For George, the next three days were one long parade of press conferences, interviews, and TV appearances. The news reports tried to sum up the Whitmore case in sixty-second spots—but there was more to the story than any report could contain. It had been ten years since the horrific murders of Janice Wylie and Emily Hoffert, nine and a half since Whitmore was plucked from the streets of Brooklyn and thrust into a drama that would destroy his life and call into question the basic fairness of the city's justice system. From the time of the Career Girls Murders, the city had descended into a kind of urban madness; a tidal wave of injustice and insurrection, ambushes and assassinations, led some to believe that the city could not be saved. White people continued their exodus from the city, and black people stepped forward to claim what they felt was rightfully theirs. Others—black and white—tried to cauterize the trauma with words of caution, with nonviolent protests and peaceful marches, but the historical moment seemed to hold forth its own bloody agenda.

Ten years earlier, the voice of a prophet had echoed throughout the city's concrete canyons: “We can never be satisfied as long as the Negro is the victim of unspeakable acts of police brutality.” In a speech that heralded the beginning of a new era in the struggle for human dignity, King called on a nation to “live up to the meaning of its creed.” The nation had been trying to do so, but the process was not pretty. The costs were nearly incalculable. The framing of a semiliterate Negro youth for one of the most heinous double murders in a generation had been one of many sparks for the racial conflagration that followed, troubling the collective conscience of those who cared about social justice.

In the year 1973 most would have agreed that the struggle was far from over. But a weary people will take their moments of triumph wher
ever they can be found. The story of George Whitmore symbolized the injustice that had long pervaded the system. Now, it seemed, the wheels of time were moving forward. Police corruption, prosecutorial malfeasance, civil unrest, and institutional racism still existed, but at least one grave injustice had been undone, one crooked place had been made straight.

George Whitmore was a free man.

ONE PERSON'S HARDSHIP
is another's opportunity. The Savage City was like a kaleidoscope, its moods and shadings shifting with the angle of the instrument and the perspective of the participant. The cliché was that the city could make or break a person. The harder truth was that life in the big town could set an individual off on a blind path, one that could change a person in ways that were difficult to assess. You could attain high levels of accomplishment and still become lost in a world of self-righteous illusion. And, yes, on any given day you could be crushed by the wheels of progress.

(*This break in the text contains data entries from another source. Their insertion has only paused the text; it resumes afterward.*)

//! Subscription and payment records.

use chrono::{DateTime, Utc};
use monetrax_shared::types::{AccountId, Money, PaymentId, SubscriptionId};
use serde::{Deserialize, Serialize};

use crate::tier::{BillingCycle, TierId};

/// Status as stored on the subscription record.
///
/// This is an input to lifecycle resolution, not the answer: a record stored
/// as `active` whose period has ended resolves to expired.
#[derive(Debug, Clone, Copy, PartialEq, Eq, Hash, Serialize, Deserialize)]
#[serde(rename_all = "snake_case")]
pub enum SubscriptionStatus {
    /// Paid and in good standing.
    Active,
    /// Will not renew at period end.
    Cancelling,
    /// Checkout started but payment not confirmed.
    PendingPayment,
    /// Explicitly marked as lapsed.
    Expired,
}

impl SubscriptionStatus {
    /// Wire identifier of the status.
    #[must_use]
    pub const fn as_str(self) -> &'static str {
        match self {
            Self::Active => "active",
            Self::Cancelling => "cancelling",
            Self::PendingPayment => "pending_payment",
            Self::Expired => "expired",
        }
    }
}

impl std::fmt::Display for SubscriptionStatus {
    fn fmt(&self, f: &mut std::fmt::Formatter<'_>) -> std::fmt::Result {
        f.write_str(self.as_str())
    }
}

impl std::str::FromStr for SubscriptionStatus {
    type Err = String;

    fn from_str(s: &str) -> Result<Self, Self::Err> {
        match s {
            "active" => Ok(Self::Active),
            "cancelling" => Ok(Self::Cancelling),
            "pending_payment" => Ok(Self::PendingPayment),
            "expired" => Ok(Self::Expired),
            other => Err(format!("Unknown subscription status: {other}")),
        }
    }
}

/// A subscription record. At most one live record exists per account.
#[derive(Debug, Clone, PartialEq, Eq, Serialize, Deserialize)]
pub struct Subscription {
    /// Subscription ID.
    pub id: SubscriptionId,
    /// Owning account.
    pub account_id: AccountId,
    /// Subscribed tier.
    pub tier: TierId,
    /// Stored status.
    pub status: SubscriptionStatus,
    /// Billing cycle.
    pub billing_cycle: BillingCycle,
    /// Start of the current billing period.
    pub current_period_start: DateTime<Utc>,
    /// End of the current billing period; never before the start.
    pub current_period_end: DateTime<Utc>,
    /// Whether the subscription stops at period end.
    pub cancel_at_period_end: bool,
    /// Creation timestamp.
    pub created_at: DateTime<Utc>,
    /// Last update timestamp.
    pub updated_at: DateTime<Utc>,
}

/// Outcome of a checkout payment.
#[derive(Debug, Clone, Copy, PartialEq, Eq, Hash, Serialize, Deserialize)]
#[serde(rename_all = "snake_case")]
pub enum PaymentStatus {
    /// Checkout session created, not yet paid.
    Initiated,
    /// Payment captured.
    Completed,
    /// Payment failed or was abandoned.
    Failed,
}

impl PaymentStatus {
    /// Wire identifier of the status.
    #[must_use]
    pub const fn as_str(self) -> &'static str {
        match self {
            Self::Initiated => "initiated",
            Self::Completed => "completed",
            Self::Failed => "failed",
        }
    }
}

impl std::str::FromStr for PaymentStatus {
    type Err = String;

    fn from_str(s: &str) -> Result<Self, Self::Err> {
        match s {
            "initiated" => Ok(Self::Initiated),
            "completed" => Ok(Self::Completed),
            "failed" => Ok(Self::Failed),
            other => Err(format!("Unknown payment status: {other}")),
        }
    }
}

/// Evidence of a checkout attempt. Append-only.
#[derive(Debug, Clone, PartialEq, Eq, Serialize, Deserialize)]
pub struct PaymentRecord {
    /// Payment ID.
    pub id: PaymentId,
    /// Paying account.
    pub account_id: AccountId,
    /// Tier bought.
    pub tier: TierId,
    /// Billing cycle bought.
    pub billing_cycle: BillingCycle,
    /// Amount charged.
    pub amount: Money,
    /// Payment outcome.
    pub status: PaymentStatus,
    /// When the record was created.
    pub created_at: DateTime<Utc>,
}

impl PaymentRecord {
    /// Returns true if the payment was captured.
    #[must_use]
    pub fn is_completed(&self) -> bool {
        self.status == PaymentStatus::Completed
    }
}
//! Application configuration management.

use serde::Deserialize;

/// Application configuration.
#[derive(Debug, Clone, Deserialize)]
pub struct AppConfig {
    /// Database configuration.
    pub database: DatabaseConfig,
    /// Logging configuration.
    #[serde(default)]
    pub logging: LoggingConfig,
}

/// Database configuration.
#[derive(Debug, Clone, Deserialize)]
pub struct DatabaseConfig {
    /// Database connection URL.
    pub url: String,
    /// Maximum number of connections in the pool.
    #[serde(default = "default_max_connections")]
    pub max_connections: u32,
    /// Minimum number of connections in the pool.
    #[serde(default = "default_min_connections")]
    pub min_connections: u32,
}

fn default_max_connections() -> u32 {
    10
}

fn default_min_connections() -> u32 {
    1
}

/// Logging configuration.
#[derive(Debug, Clone, Deserialize)]
pub struct LoggingConfig {
    /// Default `EnvFilter` directive, used when `RUST_LOG` is unset.
    #[serde(default = "default_log_filter")]
    pub filter: String,
    /// Emit JSON lines instead of human-readable output.
    #[serde(default)]
    pub json: bool,
}

fn default_log_filter() -> String {
    "monetrax=info".to_string()
}

impl Default for LoggingConfig {
    fn default() -> Self {
        Self {
            filter: default_log_filter(),
            json: false,
        }
    }
}

impl AppConfig {
    /// Loads configuration from environment and config files.
    ///
    /// Sources, later ones overriding earlier: `.env`, `config/default`,
    /// `config/{RUN_MODE}`, then `MONETRAX__*` environment variables.
    ///
    /// # Errors
    ///
    /// Returns an error if configuration cannot be loaded.
    pub fn load() -> Result<Self, config::ConfigError> {
        dotenvy::dotenv().ok();

        let run_mode = std::env::var("RUN_MODE").unwrap_or_else(|_| "development".to_string());

        let config = config::Config::builder()
            .add_source(config::File::with_name("config/default").required(false))
            .add_source(config::File::with_name(&format!("config/{run_mode}")).required(false))
            .add_source(
                config::Environment::with_prefix("MONETRAX")
                    .separator("__")
                    .try_parsing(true),
            )
            .build()?;

        config.try_deserialize()
    }
}
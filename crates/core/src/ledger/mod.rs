//! Income and expense ledger records.
//!
//! This module defines:
//! - Stored transactions and their type
//! - Drafts submitted for recording
//! - Resolved records handed to the ledger write
//! - Date ranges for ledger queries

pub mod transaction;
pub mod types;

pub use transaction::{Transaction, TransactionType};
pub use types::{DateRange, NewTransaction, TransactionDraft};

To Mayor John Lindsay, the era of civic disorder and rising crime over which he presided was a sign that the American city was struggling to redefine itself. It was also in great danger of being abandoned by the federal government. In November 1971—against a backdrop of police executions, spectacular criminal prosecutions, and a level of racial conflict that had become the norm—Lindsay reasserted his mission as self-appointed guardian of the urban ideal and used it to announce that he was running for president of the United States.

There was no great clamoring for Lindsay to run. His poll ratings in New York City were low, though he was in good standing among black voters. Lindsay took this as a sign that his day had arrived. He switched his political affiliation from Republican to Democrat and traveled south to Florida to take part in the presidential primary. His pitch to voters was based largely on the argument that the country's future depended on the health of its major metropolitan areas. But Florida was a state
filled with New Yorkers who had fled the city during Lindsay's years as mayor. As far as they were concerned, he was prescribing a medicine they did not want to take. Lindsay finished a distant fifth in a field of six candidates, with 7 percent of the vote. The winner of the Florida Democratic primary, with 42 percent of the vote, was George Wallace, an avowed segregationist.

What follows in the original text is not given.